The global crypto exchange, that was at one point valued at $32bn (£26.5bn), collapsed earlier this month. Many investors have not been able to withdraw their funds from the now bankrupt platform.
Mr Bankman-Fried also said his lawyers had advised him not to speak publicly but he had ignored their advice.
He denied having moved any personal money out of FTX himself – saying he now has “close to nothing.”
Speaking from The Bahamas, he said he had one credit card left which had around $100,000 on it.
In the interview he said he had not deliberately misled investors.
“I didn’t ever try to commit fraud,” he said.
However, asked several times about details of money movements between FTX and other entities, including the trading firm he owned, Alameda Research, he at times seemed sketchy in detail.
He also said the company had indulged in “greenwashing” where firms engage in environmental projects for publicity.
Mr Bankman-Fried was once viewed as a young Warren Buffet.
However, he says, he underestimated the amount of cash needed to cover FTX customers withdrawals – leading to a run on the exchange.
Many crypto entities have struggled amidst a downturn in the broader economy, and concerns about the viability of crypto currencies more generally.
FTX declared bankruptcy soon after. Mr Bankman-Fried stepped down as CEO on 11 November.
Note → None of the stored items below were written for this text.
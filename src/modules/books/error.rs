use bookshelf_http::AppError;
use thiserror::Error;

/// Failures of book operations
#[derive(Error, Debug)]
pub enum BookError {
    #[error("name required")]
    NameRequired,

    #[error("invalid page range")]
    InvalidPageRange { read_page: u32, page_count: u32 },

    #[error("book not found")]
    NotFound { id: String },

    #[error("book id '{0}' is already taken")]
    DuplicateId(String),

    #[error("book '{0}' missing right after insert")]
    MissingAfterInsert(String),
}

impl From<BookError> for AppError {
    fn from(err: BookError) -> Self {
        match err {
            BookError::NameRequired | BookError::InvalidPageRange { .. } => {
                AppError::validation(err.to_string())
            }
            BookError::NotFound { .. } => AppError::not_found(err.to_string()),
            BookError::DuplicateId(_) | BookError::MissingAfterInsert(_) => {
                AppError::failure("book could not be added", anyhow::Error::new(err))
            }
        }
    }
}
According to a court filing earlier this month, FTX currently owes its 50 largest creditors almost $3.1bn.
As recently as late October, Mr Bankman-Fried had a net worth estimated at more than $15bn.
The crypto star had become well known in Washington DC as a political donor supposedly supporting pandemic prevention and improved crypto regulation.
But in his talk with The New York Times’ reporter, Andrew Ross Sorkin, Mr Bankman-Fried confessed much of his Washington DC work had been PR “masquerading as do-gooderism.”